## Problem to work on
Go through the data below and return each line where the string "impl" appears.
━━━━━ Dataset records ━━━━━
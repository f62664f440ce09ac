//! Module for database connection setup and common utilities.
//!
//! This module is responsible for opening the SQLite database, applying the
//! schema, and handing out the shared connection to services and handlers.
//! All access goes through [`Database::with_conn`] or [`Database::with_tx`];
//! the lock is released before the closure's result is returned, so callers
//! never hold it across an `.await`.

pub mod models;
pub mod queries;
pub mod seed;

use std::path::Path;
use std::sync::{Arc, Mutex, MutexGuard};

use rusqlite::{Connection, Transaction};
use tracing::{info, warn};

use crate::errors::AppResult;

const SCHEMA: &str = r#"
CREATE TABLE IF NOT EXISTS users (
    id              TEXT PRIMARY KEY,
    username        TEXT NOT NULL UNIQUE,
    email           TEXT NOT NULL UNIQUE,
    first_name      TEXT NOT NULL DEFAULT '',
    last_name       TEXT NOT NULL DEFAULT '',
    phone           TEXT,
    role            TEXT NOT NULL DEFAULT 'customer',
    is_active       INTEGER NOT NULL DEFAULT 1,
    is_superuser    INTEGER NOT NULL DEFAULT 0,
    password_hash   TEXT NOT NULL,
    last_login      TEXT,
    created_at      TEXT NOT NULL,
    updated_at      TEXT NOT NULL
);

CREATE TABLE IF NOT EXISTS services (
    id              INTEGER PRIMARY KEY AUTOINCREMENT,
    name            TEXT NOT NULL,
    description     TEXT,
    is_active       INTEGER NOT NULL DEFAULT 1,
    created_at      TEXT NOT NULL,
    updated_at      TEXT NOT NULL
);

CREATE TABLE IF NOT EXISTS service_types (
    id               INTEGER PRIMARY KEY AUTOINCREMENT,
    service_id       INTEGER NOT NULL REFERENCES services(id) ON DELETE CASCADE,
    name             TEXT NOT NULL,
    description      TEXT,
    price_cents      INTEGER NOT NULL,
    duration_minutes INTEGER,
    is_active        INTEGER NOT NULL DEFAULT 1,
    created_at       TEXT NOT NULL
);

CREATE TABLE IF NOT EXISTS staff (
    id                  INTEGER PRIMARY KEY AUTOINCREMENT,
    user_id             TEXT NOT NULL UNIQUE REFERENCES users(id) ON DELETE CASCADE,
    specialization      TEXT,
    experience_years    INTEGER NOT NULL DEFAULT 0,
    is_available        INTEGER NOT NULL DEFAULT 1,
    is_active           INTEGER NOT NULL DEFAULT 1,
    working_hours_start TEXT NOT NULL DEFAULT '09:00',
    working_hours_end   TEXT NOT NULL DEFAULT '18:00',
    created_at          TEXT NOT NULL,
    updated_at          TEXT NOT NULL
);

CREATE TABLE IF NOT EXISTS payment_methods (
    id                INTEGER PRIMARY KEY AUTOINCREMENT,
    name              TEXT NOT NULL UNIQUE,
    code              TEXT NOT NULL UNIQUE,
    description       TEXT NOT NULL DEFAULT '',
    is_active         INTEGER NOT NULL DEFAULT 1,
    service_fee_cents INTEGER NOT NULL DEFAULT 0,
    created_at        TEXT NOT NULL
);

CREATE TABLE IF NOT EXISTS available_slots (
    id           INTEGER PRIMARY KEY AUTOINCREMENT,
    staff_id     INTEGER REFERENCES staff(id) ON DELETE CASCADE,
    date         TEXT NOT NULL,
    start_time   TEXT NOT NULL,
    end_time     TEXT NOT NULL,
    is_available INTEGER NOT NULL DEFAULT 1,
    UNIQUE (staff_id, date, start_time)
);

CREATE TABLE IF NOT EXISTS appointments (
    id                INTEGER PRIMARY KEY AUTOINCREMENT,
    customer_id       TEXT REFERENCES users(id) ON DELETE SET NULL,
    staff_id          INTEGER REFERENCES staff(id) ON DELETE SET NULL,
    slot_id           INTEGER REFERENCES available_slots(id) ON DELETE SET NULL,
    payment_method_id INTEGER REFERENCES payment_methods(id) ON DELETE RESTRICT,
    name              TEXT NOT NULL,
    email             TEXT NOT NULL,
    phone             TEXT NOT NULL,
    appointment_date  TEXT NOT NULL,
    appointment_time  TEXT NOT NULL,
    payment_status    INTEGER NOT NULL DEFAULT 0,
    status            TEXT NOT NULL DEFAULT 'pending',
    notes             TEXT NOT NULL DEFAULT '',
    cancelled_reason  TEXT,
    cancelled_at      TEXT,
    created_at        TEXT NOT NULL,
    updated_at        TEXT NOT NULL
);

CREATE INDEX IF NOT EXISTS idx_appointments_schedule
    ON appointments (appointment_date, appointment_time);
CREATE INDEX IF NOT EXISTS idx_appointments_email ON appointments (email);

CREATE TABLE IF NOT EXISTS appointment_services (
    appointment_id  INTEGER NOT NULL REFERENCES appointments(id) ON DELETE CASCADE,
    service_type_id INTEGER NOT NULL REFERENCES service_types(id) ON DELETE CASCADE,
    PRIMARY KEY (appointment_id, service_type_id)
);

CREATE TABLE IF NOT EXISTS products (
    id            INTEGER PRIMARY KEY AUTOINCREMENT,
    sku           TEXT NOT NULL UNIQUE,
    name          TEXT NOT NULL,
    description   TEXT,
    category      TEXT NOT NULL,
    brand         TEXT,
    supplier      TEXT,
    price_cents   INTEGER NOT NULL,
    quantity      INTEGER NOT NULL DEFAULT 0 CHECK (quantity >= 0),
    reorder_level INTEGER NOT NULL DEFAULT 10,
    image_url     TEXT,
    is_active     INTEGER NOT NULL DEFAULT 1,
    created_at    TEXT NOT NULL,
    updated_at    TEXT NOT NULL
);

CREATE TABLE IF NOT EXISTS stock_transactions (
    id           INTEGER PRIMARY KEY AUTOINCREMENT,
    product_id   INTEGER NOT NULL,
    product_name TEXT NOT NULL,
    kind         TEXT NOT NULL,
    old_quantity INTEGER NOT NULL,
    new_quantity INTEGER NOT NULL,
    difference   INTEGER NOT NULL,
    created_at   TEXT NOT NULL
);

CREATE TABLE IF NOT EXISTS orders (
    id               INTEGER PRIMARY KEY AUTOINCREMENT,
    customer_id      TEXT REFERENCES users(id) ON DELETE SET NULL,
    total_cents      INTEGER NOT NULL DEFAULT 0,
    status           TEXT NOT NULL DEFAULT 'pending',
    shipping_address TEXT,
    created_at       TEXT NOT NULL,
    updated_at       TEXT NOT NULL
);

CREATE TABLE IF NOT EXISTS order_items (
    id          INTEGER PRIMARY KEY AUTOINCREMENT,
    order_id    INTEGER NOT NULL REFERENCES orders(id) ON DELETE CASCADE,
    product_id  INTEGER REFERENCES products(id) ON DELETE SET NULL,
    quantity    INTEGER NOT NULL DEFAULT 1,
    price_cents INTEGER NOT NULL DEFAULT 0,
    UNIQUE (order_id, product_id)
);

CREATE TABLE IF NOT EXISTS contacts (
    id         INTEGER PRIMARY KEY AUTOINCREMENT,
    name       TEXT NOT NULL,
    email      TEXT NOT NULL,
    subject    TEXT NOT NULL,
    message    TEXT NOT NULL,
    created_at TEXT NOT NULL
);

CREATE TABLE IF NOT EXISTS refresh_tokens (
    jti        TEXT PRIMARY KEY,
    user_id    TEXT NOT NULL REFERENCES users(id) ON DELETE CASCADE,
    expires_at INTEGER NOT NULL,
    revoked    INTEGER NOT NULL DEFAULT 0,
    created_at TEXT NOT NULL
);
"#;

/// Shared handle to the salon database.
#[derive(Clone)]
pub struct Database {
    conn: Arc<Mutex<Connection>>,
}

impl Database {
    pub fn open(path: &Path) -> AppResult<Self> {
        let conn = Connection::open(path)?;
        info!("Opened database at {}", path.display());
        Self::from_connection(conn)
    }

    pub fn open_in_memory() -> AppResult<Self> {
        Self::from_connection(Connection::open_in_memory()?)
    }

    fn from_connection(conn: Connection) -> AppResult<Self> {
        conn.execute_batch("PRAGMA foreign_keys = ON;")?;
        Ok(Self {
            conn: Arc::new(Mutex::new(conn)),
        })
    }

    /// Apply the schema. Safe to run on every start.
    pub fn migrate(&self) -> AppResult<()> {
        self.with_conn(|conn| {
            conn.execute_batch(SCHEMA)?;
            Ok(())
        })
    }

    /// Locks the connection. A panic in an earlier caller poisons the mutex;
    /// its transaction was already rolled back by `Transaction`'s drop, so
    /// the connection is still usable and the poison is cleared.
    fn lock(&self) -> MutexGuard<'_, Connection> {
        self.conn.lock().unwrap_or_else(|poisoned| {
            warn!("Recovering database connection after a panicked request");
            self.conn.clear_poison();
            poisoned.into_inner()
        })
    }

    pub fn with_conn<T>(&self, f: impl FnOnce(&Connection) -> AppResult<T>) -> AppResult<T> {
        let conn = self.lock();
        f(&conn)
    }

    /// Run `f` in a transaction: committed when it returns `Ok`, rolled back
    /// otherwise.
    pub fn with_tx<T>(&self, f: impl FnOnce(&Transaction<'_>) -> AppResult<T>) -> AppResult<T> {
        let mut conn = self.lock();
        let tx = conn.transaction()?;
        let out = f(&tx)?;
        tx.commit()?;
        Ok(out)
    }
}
━━━━━
## Written reply
impl Database {
    pub fn with_conn<T>(&self, f: impl FnOnce(&Connection) -> AppResult<T>) -> AppResult<T> {
    pub fn with_tx<T>(&self, f: impl FnOnce(&Transaction<'_>) -> AppResult<T>) -> AppResult<T> {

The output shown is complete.